Start of INPUT MATERIAL

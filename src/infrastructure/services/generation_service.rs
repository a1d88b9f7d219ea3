//! Generation service - runs the configured fallback chains

use std::sync::Arc;

use tracing::info;

use super::prompts::{diet_plan_prompt, recipe_prompt};
use crate::domain::{
    dispatch, DomainError, GenerationRequest, GenerationResult, ImageProvider, ImageResult,
    Prompt, TextProvider,
};
use crate::infrastructure::llm::ProviderChains;

/// Text produced by one of the fallback chains
#[derive(Debug, Clone, PartialEq, Eq)]
pub struct GeneratedText {
    pub text: String,
    pub provider_id: String,
    pub model: Option<String>,
}

/// Service for recipe, diet plan and dish image generation
#[derive(Debug, Clone)]
pub struct GenerationService {
    chains: ProviderChains,
    diet_temperature: f32,
    image_provider: Arc<dyn ImageProvider>,
}

impl GenerationService {
    pub fn new(
        chains: ProviderChains,
        diet_temperature: f32,
        image_provider: Arc<dyn ImageProvider>,
    ) -> Self {
        Self {
            chains,
            diet_temperature,
            image_provider,
        }
    }

    /// Generate a recipe from a free-text ingredient list
    pub async fn generate_recipe(&self, ingredients: &str) -> Result<GeneratedText, DomainError> {
        info!(ingredients = %ingredients, "Generating recipe");
        self.run_chain(&self.chains.recipe, recipe_prompt(ingredients), "recipe")
            .await
    }

    /// Generate a one-day diet plan from a free-text ingredient list
    pub async fn generate_diet_plan(
        &self,
        ingredients: &str,
    ) -> Result<GeneratedText, DomainError> {
        info!(ingredients = %ingredients, "Generating diet plan");
        let prompt = diet_plan_prompt(ingredients, self.diet_temperature);
        self.run_chain(&self.chains.diet_plan, prompt, "diet plan")
            .await
    }

    /// Generate an illustrative dish image
    pub async fn generate_image(&self, prompt: &str) -> Result<ImageResult, DomainError> {
        info!(
            provider = self.image_provider.provider_name(),
            "Generating image"
        );
        self.image_provider.generate(prompt).await
    }

    async fn run_chain(
        &self,
        providers: &[Arc<dyn TextProvider>],
        prompt: Prompt,
        what: &str,
    ) -> Result<GeneratedText, DomainError> {
        let request = GenerationRequest::new(prompt, providers.to_vec());

        match dispatch(&request).await? {
            GenerationResult::Success {
                text,
                provider_id,
                model,
                ..
            } => Ok(GeneratedText {
                text,
                provider_id,
                model,
            }),
            GenerationResult::Failure { attempts } => Err(DomainError::generation(
                format!("Failed to generate {} after trying all providers.", what),
                attempts,
            )),
        }
    }
}
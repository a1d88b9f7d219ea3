use serde::Deserialize;

use crate::infrastructure::image::EDEN_AI_BASE_URL;
use crate::infrastructure::llm::{OPENAI_BASE_URL, OPENROUTER_BASE_URL};

/// Flat environment variables honoured on top of the layered configuration
const LEGACY_ENV_OVERRIDES: &[(&str, &str)] = &[
    ("OPENAI_API_KEY", "providers.openai.api_key"),
    ("OPENROUTER_API_KEY", "providers.openrouter.api_key"),
    ("OPENROUTER_REFERER", "providers.openrouter.referer"),
    ("OPENROUTER_TITLE", "providers.openrouter.title"),
    ("EDENAI_API_KEY", "providers.eden_ai.api_key"),
    ("DIET_MODEL", "generation.diet_model"),
    ("DIET_PROVIDER", "generation.diet_provider"),
];

/// Application configuration
#[derive(Debug, Clone, Default, Deserialize)]
#[serde(default)]
pub struct AppConfig {
    pub server: ServerConfig,
    pub logging: LoggingConfig,
    pub providers: ProvidersConfig,
    pub generation: GenerationConfig,
}

#[derive(Debug, Clone, Deserialize)]
#[serde(default)]
pub struct ServerConfig {
    pub host: String,
    pub port: u16,
}

#[derive(Debug, Clone, Deserialize)]
#[serde(default)]
pub struct LoggingConfig {
    pub level: String,
    pub format: LogFormat,
}

#[derive(Debug, Clone, Deserialize, Default, PartialEq, Eq)]
#[serde(rename_all = "lowercase")]
pub enum LogFormat {
    #[default]
    Pretty,
    Json,
}

/// Credentials and endpoints for the external AI services
#[derive(Debug, Clone, Deserialize)]
#[serde(default)]
pub struct ProvidersConfig {
    /// Per-call timeout for outbound provider requests
    pub timeout_secs: u64,
    pub openai: OpenAiEndpointConfig,
    pub openrouter: OpenRouterConfig,
    pub eden_ai: EdenAiEndpointConfig,
}

#[derive(Debug, Clone, Deserialize)]
#[serde(default)]
pub struct OpenAiEndpointConfig {
    pub api_key: Option<String>,
    pub base_url: String,
}

#[derive(Debug, Clone, Deserialize)]
#[serde(default)]
pub struct EdenAiEndpointConfig {
    pub api_key: Option<String>,
    pub base_url: String,
}

#[derive(Debug, Clone, Deserialize)]
#[serde(default)]
pub struct OpenRouterConfig {
    pub api_key: Option<String>,
    pub base_url: String,
    pub referer: String,
    pub title: String,
}

/// Models and sampling settings for the fallback chains
#[derive(Debug, Clone, Deserialize)]
#[serde(default)]
pub struct GenerationConfig {
    pub recipe_model: String,
    pub diet_openai_model: String,
    /// Preferred OpenRouter model tried before the fallback list
    pub diet_model: Option<String>,
    pub diet_fallback_models: Vec<String>,
    pub diet_temperature: f32,
    /// Label reported by the health endpoint
    pub diet_provider: String,
}

impl Default for ServerConfig {
    fn default() -> Self {
        Self {
            host: "0.0.0.0".to_string(),
            port: 3000,
        }
    }
}

impl Default for LoggingConfig {
    fn default() -> Self {
        Self {
            level: "info".to_string(),
            format: LogFormat::default(),
        }
    }
}

impl Default for ProvidersConfig {
    fn default() -> Self {
        Self {
            timeout_secs: 60,
            openai: OpenAiEndpointConfig::default(),
            openrouter: OpenRouterConfig::default(),
            eden_ai: EdenAiEndpointConfig::default(),
        }
    }
}

impl Default for OpenAiEndpointConfig {
    fn default() -> Self {
        Self {
            api_key: None,
            base_url: OPENAI_BASE_URL.to_string(),
        }
    }
}

impl Default for EdenAiEndpointConfig {
    fn default() -> Self {
        Self {
            api_key: None,
            base_url: EDEN_AI_BASE_URL.to_string(),
        }
    }
}

impl Default for OpenRouterConfig {
    fn default() -> Self {
        Self {
            api_key: None,
            base_url: OPENROUTER_BASE_URL.to_string(),
            referer: "http://localhost:3000".to_string(),
            title: "SmartChef".to_string(),
        }
    }
}

impl Default for GenerationConfig {
    fn default() -> Self {
        Self {
            recipe_model: "gpt-3.5-turbo".to_string(),
            diet_openai_model: "gpt-4o-mini".to_string(),
            diet_model: None,
            diet_fallback_models: vec![
                "openai/gpt-4o-mini".to_string(),
                "openai/gpt-3.5-turbo".to_string(),
                "mistralai/mistral-7b-instruct".to_string(),
                "meta-llama/llama-3.1-8b-instruct".to_string(),
            ],
            diet_temperature: 0.7,
            diet_provider: "auto".to_string(),
        }
    }
}

impl AppConfig {
    /// Load configuration from files, `APP__*` variables and the flat
    /// provider variables of the process environment.
    pub fn load() -> Result<Self, config::ConfigError> {
        Self::load_with(|name| std::env::var(name).ok())
    }

    /// Same as [`AppConfig::load`] with a custom lookup for the flat variables
    pub fn load_with<F>(lookup: F) -> Result<Self, config::ConfigError>
    where
        F: Fn(&str) -> Option<String>,
    {
        let mut builder = config::Config::builder()
            .add_source(config::File::with_name("config/default").required(false))
            .add_source(config::File::with_name("config/local").required(false))
            .add_source(
                config::Environment::with_prefix("APP")
                    .separator("__")
                    .try_parsing(true),
            );

        for &(var, key) in LEGACY_ENV_OVERRIDES {
            let value = lookup(var).filter(|v| !v.trim().is_empty());
            builder = builder.set_override_option(key, value)?;
        }

        let port = lookup("PORT")
            .map(|raw| {
                raw.trim().parse::<u16>().map_err(|_| {
                    config::ConfigError::Message(format!(
                        "PORT must be a valid port, got '{}'",
                        raw
                    ))
                })
            })
            .transpose()?;
        builder = builder.set_override_option("server.port", port.map(i64::from))?;

        builder.build()?.try_deserialize()
    }

    /// Outbound request timeout
    pub fn provider_timeout(&self) -> std::time::Duration {
        std::time::Duration::from_secs(self.providers.timeout_secs)
    }
}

End of INPUT MATERIAL

BRIEF: Give back the entries above exactly as they are, from their first line through the line that contains "of the fallback chains", both included, with nothing else.

SOLUTION FOR THIS TASK:
filename src/infrastructure/services/generation_service.rs
repository a1d88b9f7d219ea3
//! Generation service - runs the configured fallback chains

use std::sync::Arc;

use tracing::info;

use super::prompts::{diet_plan_prompt, recipe_prompt};
use crate::domain::{
    dispatch, DomainError, GenerationRequest, GenerationResult, ImageProvider, ImageResult,
    Prompt, TextProvider,
};
use crate::infrastructure::llm::ProviderChains;

/// Text produced by one of the fallback chains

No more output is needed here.